Les pharmaciens français se mettent en grève pour leurs rémunérations, menace des géants de la grande distribution

À 69 ans, Hélène Roy va bientôt ranger sa blouse blanche pour profiter d’une retraite bien méritée. Mais avant de quitter enfin le comptoir de sa « modeste » pharmacie de Dijon, la pharmacienne entend mener un dernier combat aux côtés de ses confrères, pour défendre un métier « au service des patients » qu’elle chérit et estime aujourd’hui menacé.
« Nous avons une image de gens riches. La réalité est beaucoup plus mitigée. Oui, il y a des pharmaciens qui gagnent très bien leur vie, mais ils ne sont pas aussi nombreux qu’on l’imagine », a-t-elle déploré. Elle a cité les nombreux messages qu’elle a reçus de collègues « en difficulté » après avoir publié un article d’opinion dans Le Monde (en français) le 15 avril, dans lequel elle s’alarme des difficultés économiques croissantes des pharmacies françaises.

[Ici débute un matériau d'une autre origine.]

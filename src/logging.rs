use std::env;
use std::fs;
use std::path::{Path, PathBuf};
use tracing_appender::non_blocking::{self, WorkerGuard};
use tracing_subscriber::EnvFilter;
use tracing_subscriber::fmt::writer::{BoxMakeWriter, MakeWriterExt};

const DEFAULT_LOG_FILTER: &str = "warn,refiner=info";
const DEFAULT_LOG_FILE_PATH: &str = "logs/refiner.log";
const DEFAULT_LOG_FILE_NAME: &str = "refiner.log";

type InitError = Box<dyn std::error::Error + Send + Sync + 'static>;
type InitResult = Result<(), InitError>;

#[derive(Clone, Copy, Debug, PartialEq, Eq)]
enum LogFormat {
    Pretty,
    Json,
}

#[derive(Clone, Copy, Debug, PartialEq, Eq)]
enum LogOutput {
    Stderr,
    File,
    Both,
}

impl LogOutput {
    fn as_str(&self) -> &'static str {
        match self {
            Self::Stderr => "stderr",
            Self::File => "file",
            Self::Both => "both",
        }
    }
}

/// Where and how diagnostics are written. Never stdout: stdout carries the
/// model's answer.
#[derive(Clone, Debug, PartialEq, Eq)]
struct LogSettings {
    format: LogFormat,
    output: LogOutput,
    file_path: PathBuf,
}

impl LogSettings {
    fn from_env() -> Self {
        Self::from_env_with(|key| env::var(key).ok())
    }

    fn from_env_with(mut get_var: impl FnMut(&str) -> Option<String>) -> Self {
        Self {
            format: parse_log_format(get_var("LOG_FORMAT").as_deref()),
            output: parse_log_output(get_var("LOG_OUTPUT").as_deref()),
            file_path: parse_log_file_path(get_var("LOG_FILE_PATH").as_deref()),
        }
    }
}

fn normalized(raw: Option<&str>) -> String {
    raw.unwrap_or_default().trim().to_ascii_lowercase()
}

fn parse_log_format(raw: Option<&str>) -> LogFormat {
    match normalized(raw).as_str() {
        "json" => LogFormat::Json,
        _ => LogFormat::Pretty,
    }
}

fn parse_log_output(raw: Option<&str>) -> LogOutput {
    match normalized(raw).as_str() {
        "file" => LogOutput::File,
        "both" => LogOutput::Both,
        _ => LogOutput::Stderr,
    }
}

fn parse_log_file_path(raw: Option<&str>) -> PathBuf {
    raw.map(str::trim)
        .filter(|value| !value.is_empty())
        .map(PathBuf::from)
        .unwrap_or_else(|| PathBuf::from(DEFAULT_LOG_FILE_PATH))
}

fn build_file_writer(path: &Path) -> std::io::Result<(non_blocking::NonBlocking, WorkerGuard)> {
    let dir = path
        .parent()
        .filter(|dir| !dir.as_os_str().is_empty())
        .unwrap_or_else(|| Path::new("."));
    let file_name = path
        .file_name()
        .filter(|name| !name.is_empty())
        .unwrap_or_else(|| std::ffi::OsStr::new(DEFAULT_LOG_FILE_NAME));

    fs::create_dir_all(dir)?;
    let appender = tracing_appender::rolling::daily(dir, file_name);
    Ok(tracing_appender::non_blocking(appender))
}

fn env_filter() -> EnvFilter {
    EnvFilter::try_from_default_env().unwrap_or_else(|_| EnvFilter::new(DEFAULT_LOG_FILTER))
}

fn install(format: LogFormat, writer: BoxMakeWriter) -> InitResult {
    let builder = tracing_subscriber::fmt()
        .with_env_filter(env_filter())
        .with_writer(writer);
    match format {
        LogFormat::Pretty => builder.try_init(),
        LogFormat::Json => builder.json().try_init(),
    }
}

fn install_with_file(settings: &LogSettings) -> Result<Option<WorkerGuard>, InitError> {
    let include_stderr = settings.output == LogOutput::Both;

    let (file_writer, guard) = match build_file_writer(&settings.file_path) {
        Ok(pair) => pair,
        Err(err) => {
            eprintln!(
                "refiner: failed to initialize LOG_OUTPUT={} at '{}': {}; {}",
                settings.output.as_str(),
                settings.file_path.display(),
                err,
                if include_stderr {
                    "using stderr only"
                } else {
                    "using stderr instead"
                }
            );
            install(settings.format, BoxMakeWriter::new(std::io::stderr))?;
            return Ok(None);
        }
    };

    let writer = if include_stderr {
        BoxMakeWriter::new(std::io::stderr.and(file_writer))
    } else {
        BoxMakeWriter::new(file_writer)
    };
    install(settings.format, writer)?;
    Ok(Some(guard))
}

/// Installs the global subscriber from `LOG_FORMAT`, `LOG_OUTPUT`,
/// `LOG_FILE_PATH` and `RUST_LOG`. A second call is a no-op.
///
/// Keep the returned guard alive until exit; dropping it flushes file logs.
#[must_use]
pub fn init() -> Option<WorkerGuard> {
    let settings = LogSettings::from_env();
    match settings.output {
        LogOutput::Stderr => {
            let _ = install(settings.format, BoxMakeWriter::new(std::io::stderr));
            None
        }
        LogOutput::File | LogOutput::Both => install_with_file(&settings).ok().flatten(),
    }
}

#[cfg(test)]
mod tests {
    use std::collections::HashMap;
    use std::path::PathBuf;

    use super::{
        DEFAULT_LOG_FILE_PATH, LogFormat, LogOutput, LogSettings, parse_log_file_path,
        parse_log_format, parse_log_output,
    };

    fn settings_from_pairs(pairs: &[(&str, &str)]) -> LogSettings {
        let vars: HashMap<String, String> = pairs
            .iter()
            .map(|(key, value)| ((*key).to_string(), (*value).to_string()))
            .collect();
        LogSettings::from_env_with(|key| vars.get(key).cloned())
    }

    #[test]
    fn settings_default_to_pretty_stderr() {
        let settings = settings_from_pairs(&[]);
        assert_eq!(settings.format, LogFormat::Pretty);
        assert_eq!(settings.output, LogOutput::Stderr);
        assert_eq!(settings.file_path, PathBuf::from(DEFAULT_LOG_FILE_PATH));
    }

    #[test]
    fn settings_read_configured_values() {
        let settings = settings_from_pairs(&[
            ("LOG_FORMAT", "json"),
            ("LOG_OUTPUT", "both"),
            ("LOG_FILE_PATH", "custom/refiner.log"),
        ]);
        assert_eq!(settings.format, LogFormat::Json);
        assert_eq!(settings.output, LogOutput::Both);
        assert_eq!(settings.file_path, PathBuf::from("custom/refiner.log"));
    }

    #[test]
    fn parse_log_format_is_case_insensitive_and_falls_back() {
        assert_eq!(parse_log_format(Some(" JSON ")), LogFormat::Json);
        assert_eq!(parse_log_format(Some("xml")), LogFormat::Pretty);
        assert_eq!(parse_log_format(None), LogFormat::Pretty);
    }

    #[test]
    fn parse_log_output_accepts_file_and_both() {
        assert_eq!(parse_log_output(Some("file")), LogOutput::File);
        assert_eq!(parse_log_output(Some(" BOTH ")), LogOutput::Both);
        assert_eq!(parse_log_output(Some("syslog")), LogOutput::Stderr);
    }

    #[test]
    fn parse_log_file_path_uses_default_for_blank_values() {
        assert_eq!(
            parse_log_file_path(Some("  ")),
            PathBuf::from(DEFAULT_LOG_FILE_PATH)
        );
    }
}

Ce jeudi, elle fermera boutique pour la journée pour défiler avec ses collaborateurs dans les rues de Dijon. Près de 40 cortèges, dont un à Paris, sont prévus à travers la France pour attirer l’attention des pouvoirs publics sur le mal-être du secteur pharmaceutique.
À trois cents kilomètres de là, Michal Cohen, 32 ans, baissera également les volets de sa pharmacie parisienne. Le jeune propriétaire n’a pas hésité à répondre à l’appel à la grève lancé par les syndicats de la profession. Il a posté une vidéo sur TikTok détaillant les raisons de cette mobilisation nationale et elle a rencontré un grand écho, près de 2 000 réactions en quelques heures seulement. « De plus en plus de pharmacies sont en difficulté. Les pharmaciens ont des emprunts sur le dos, des loyers à payer, du personnel à payer. Mais les marges et la trésorerie diminuent, et l’inflation pèse sur nos coûts », a-t-il déclaré.
Augmenter le budget alloué
La protestation s’annonce significative. Selon les estimations de la Fédération française des syndicats pharmaceutiques (FSPF) et de l’Union des associations de pharmaciens (USPO), les deux principaux syndicats représentatifs de la filière, près de 90 % des 20 000 pharmacies que compte l’Hexagone fermeront leurs portes jeudi. Dans certaines villes, comme Nice et Avignon, toutes les pharmacies envisagent de se mettre en grève. La profession n’est pas habituée à de telles protestations. « La dernière manifestation de cette ampleur remonte à 2014. C’est une bonne indication du niveau de colère et d’angoisse des pharmaciens », a déclaré Hervé Jouves, patron d’Hygie31, qui regroupe sous sa bannière 1.200 pharmacies en France, et également vice-président. de Federgy, principal syndicat des groupes et chaînes de pharmacies.
Au cœur du conflit se trouvent les négociations avec l’Assurance-Maladie, l’assurance maladie publique française. Lancées en décembre, ces négociations visent à fixer les conditions dans lesquelles les pharmacies fonctionneront et seront rémunérées au cours des prochaines années. Les pharmaciens ambitionnent de porter le budget alloué à leur activité à 7,8 milliards d’ici 2025 en augmentant leurs honoraires. Cela représenterait 1 milliard de plus qu’en 2019.